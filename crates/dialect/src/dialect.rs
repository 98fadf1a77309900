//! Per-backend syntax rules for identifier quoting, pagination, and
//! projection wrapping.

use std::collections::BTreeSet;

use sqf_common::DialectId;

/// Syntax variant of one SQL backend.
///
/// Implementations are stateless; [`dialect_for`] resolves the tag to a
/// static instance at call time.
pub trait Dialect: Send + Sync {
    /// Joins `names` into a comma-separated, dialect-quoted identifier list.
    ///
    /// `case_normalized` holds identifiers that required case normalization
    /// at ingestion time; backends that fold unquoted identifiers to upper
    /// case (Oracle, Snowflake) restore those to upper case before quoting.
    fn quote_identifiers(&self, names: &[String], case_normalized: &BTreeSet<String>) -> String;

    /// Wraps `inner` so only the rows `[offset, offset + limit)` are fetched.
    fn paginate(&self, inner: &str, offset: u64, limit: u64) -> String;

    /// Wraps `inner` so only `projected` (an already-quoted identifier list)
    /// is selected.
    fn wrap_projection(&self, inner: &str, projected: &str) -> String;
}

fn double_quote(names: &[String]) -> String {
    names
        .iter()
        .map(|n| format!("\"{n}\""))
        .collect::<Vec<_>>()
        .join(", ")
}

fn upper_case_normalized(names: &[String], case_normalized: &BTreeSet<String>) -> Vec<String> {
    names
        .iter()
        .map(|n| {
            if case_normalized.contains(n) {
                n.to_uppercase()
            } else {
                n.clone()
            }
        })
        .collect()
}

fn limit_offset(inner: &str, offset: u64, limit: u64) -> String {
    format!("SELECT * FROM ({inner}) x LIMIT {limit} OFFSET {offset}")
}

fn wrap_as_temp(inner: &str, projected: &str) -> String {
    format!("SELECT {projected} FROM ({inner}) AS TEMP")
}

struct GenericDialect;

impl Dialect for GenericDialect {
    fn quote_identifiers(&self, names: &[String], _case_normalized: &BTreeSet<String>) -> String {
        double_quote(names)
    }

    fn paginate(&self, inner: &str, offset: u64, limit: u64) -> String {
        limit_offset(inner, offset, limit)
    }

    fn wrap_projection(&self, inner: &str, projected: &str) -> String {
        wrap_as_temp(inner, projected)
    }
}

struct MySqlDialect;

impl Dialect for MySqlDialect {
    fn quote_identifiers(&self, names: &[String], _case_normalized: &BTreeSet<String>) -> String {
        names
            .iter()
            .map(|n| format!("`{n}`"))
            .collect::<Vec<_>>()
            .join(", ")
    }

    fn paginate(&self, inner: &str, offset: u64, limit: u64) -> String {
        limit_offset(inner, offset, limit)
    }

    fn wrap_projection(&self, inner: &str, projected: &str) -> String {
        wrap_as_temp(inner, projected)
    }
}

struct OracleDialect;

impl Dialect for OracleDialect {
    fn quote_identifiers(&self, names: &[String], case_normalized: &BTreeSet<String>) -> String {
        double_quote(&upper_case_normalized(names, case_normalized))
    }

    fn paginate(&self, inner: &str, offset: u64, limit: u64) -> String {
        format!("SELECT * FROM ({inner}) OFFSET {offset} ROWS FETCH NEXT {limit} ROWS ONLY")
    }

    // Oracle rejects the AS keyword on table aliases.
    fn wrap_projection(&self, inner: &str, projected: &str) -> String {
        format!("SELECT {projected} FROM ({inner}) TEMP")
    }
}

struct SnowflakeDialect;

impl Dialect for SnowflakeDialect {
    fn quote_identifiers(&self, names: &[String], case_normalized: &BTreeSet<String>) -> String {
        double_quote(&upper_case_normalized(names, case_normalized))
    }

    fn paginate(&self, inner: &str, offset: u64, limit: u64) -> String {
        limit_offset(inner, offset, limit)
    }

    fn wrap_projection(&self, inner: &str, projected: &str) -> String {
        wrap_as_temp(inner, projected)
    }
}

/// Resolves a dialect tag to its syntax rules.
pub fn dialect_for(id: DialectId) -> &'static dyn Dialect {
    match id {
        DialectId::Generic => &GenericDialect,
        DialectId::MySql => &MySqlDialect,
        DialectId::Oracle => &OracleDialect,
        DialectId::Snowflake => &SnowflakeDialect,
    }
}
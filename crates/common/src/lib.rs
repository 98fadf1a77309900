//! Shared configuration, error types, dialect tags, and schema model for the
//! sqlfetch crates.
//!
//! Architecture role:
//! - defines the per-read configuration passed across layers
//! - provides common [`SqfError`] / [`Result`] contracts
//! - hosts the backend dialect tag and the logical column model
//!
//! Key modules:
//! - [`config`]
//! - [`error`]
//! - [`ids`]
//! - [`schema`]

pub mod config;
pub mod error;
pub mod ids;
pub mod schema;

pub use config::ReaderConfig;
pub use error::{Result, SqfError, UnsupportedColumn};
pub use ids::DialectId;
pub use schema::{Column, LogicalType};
--*--
• **WHAT IS REQUIRED**
For this exercise, the records above must be returned exactly.

• **ANSWER TO THIS EXERCISE**
filename crates/dialect/src/dialect.rs
repository 98fadf1a77309900
//! Per-backend syntax rules for identifier quoting, pagination, and
//! projection wrapping.

use std::collections::BTreeSet;

use sqf_common::DialectId;

/// Syntax variant of one SQL backend.
///
/// Implementations are stateless; [`dialect_for`] resolves the tag to a
/// static instance at call time.
pub trait Dialect: Send + Sync {
    /// Joins `names` into a comma-separated, dialect-quoted identifier list.
    ///
    /// `case_normalized` holds identifiers that required case normalization
    /// at ingestion time; backends that fold unquoted identifiers to upper
    /// case (Oracle, Snowflake) restore those to upper case before quoting.
    fn quote_identifiers(&self, names: &[String], case_normalized: &BTreeSet<String>) -> String;

    /// Wraps `inner` so only the rows `[offset, offset + limit)` are fetched.
    fn paginate(&self, inner: &str, offset: u64, limit: u64) -> String;

    /// Wraps `inner` so only `projected` (an already-quoted identifier list)
    /// is selected.
    fn wrap_projection(&self, inner: &str, projected: &str) -> String;
}

fn double_quote(names: &[String]) -> String {
    names
        .iter()
        .map(|n| format!("\"{n}\""))
        .collect::<Vec<_>>()
        .join(", ")
}

fn upper_case_normalized(names: &[String], case_normalized: &BTreeSet<String>) -> Vec<String> {
    names
        .iter()
        .map(|n| {
            if case_normalized.contains(n) {
                n.to_uppercase()
            } else {
                n.clone()
            }
        })
        .collect()
}

fn limit_offset(inner: &str, offset: u64, limit: u64) -> String {
    format!("SELECT * FROM ({inner}) x LIMIT {limit} OFFSET {offset}")
}

fn wrap_as_temp(inner: &str, projected: &str) -> String {
    format!("SELECT {projected} FROM ({inner}) AS TEMP")
}

struct GenericDialect;

impl Dialect for GenericDialect {
    fn quote_identifiers(&self, names: &[String], _case_normalized: &BTreeSet<String>) -> String {
        double_quote(names)
    }

    fn paginate(&self, inner: &str, offset: u64, limit: u64) -> String {
        limit_offset(inner, offset, limit)
    }

    fn wrap_projection(&self, inner: &str, projected: &str) -> String {
        wrap_as_temp(inner, projected)
    }
}

struct MySqlDialect;

impl Dialect for MySqlDialect {
    fn quote_identifiers(&self, names: &[String], _case_normalized: &BTreeSet<String>) -> String {
        names
            .iter()
            .map(|n| format!("`{n}`"))
            .collect::<Vec<_>>()
            .join(", ")
    }

    fn paginate(&self, inner: &str, offset: u64, limit: u64) -> String {
        limit_offset(inner, offset, limit)
    }

    fn wrap_projection(&self, inner: &str, projected: &str) -> String {
        wrap_as_temp(inner, projected)
    }
}

struct OracleDialect;

impl Dialect for OracleDialect {
    fn quote_identifiers(&self, names: &[String], case_normalized: &BTreeSet<String>) -> String {
        double_quote(&upper_case_normalized(names, case_normalized))
    }

    fn paginate(&self, inner: &str, offset: u64, limit: u64) -> String {
        format!("SELECT * FROM ({inner}) OFFSET {offset} ROWS FETCH NEXT {limit} ROWS ONLY")
    }

    // Oracle rejects the AS keyword on table aliases.
    fn wrap_projection(&self, inner: &str, projected: &str) -> String {
        format!("SELECT {projected} FROM ({inner}) TEMP")
    }
}

struct SnowflakeDialect;

impl Dialect for SnowflakeDialect {
    fn quote_identifiers(&self, names: &[String], case_normalized: &BTreeSet<String>) -> String {
        double_quote(&upper_case_normalized(names, case_normalized))
    }

    fn paginate(&self, inner: &str, offset: u64, limit: u64) -> String {
        limit_offset(inner, offset, limit)
    }

    fn wrap_projection(&self, inner: &str, projected: &str) -> String {
        wrap_as_temp(inner, projected)
    }
}

/// Resolves a dialect tag to its syntax rules.
pub fn dialect_for(id: DialectId) -> &'static dyn Dialect {
    match id {
        DialectId::Generic => &GenericDialect,
        DialectId::MySql => &MySqlDialect,
        DialectId::Oracle => &OracleDialect,
        DialectId::Snowflake => &SnowflakeDialect,
    }
}
filename crates/common/src/lib.rs
repository 98fadf1a77309900
//! Shared configuration, error types, dialect tags, and schema model for the
//! sqlfetch crates.
//!
//! Architecture role:
//! - defines the per-read configuration passed across layers
//! - provides common [`SqfError`] / [`Result`] contracts
//! - hosts the backend dialect tag and the logical column model
//!
//! Key modules:
//! - [`config`]
//! - [`error`]
//! - [`ids`]
//! - [`schema`]

pub mod config;
pub mod error;
pub mod ids;
pub mod schema;

pub use config::ReaderConfig;
pub use error::{Result, SqfError, UnsupportedColumn};
pub use ids::DialectId;
pub use schema::{Column, LogicalType};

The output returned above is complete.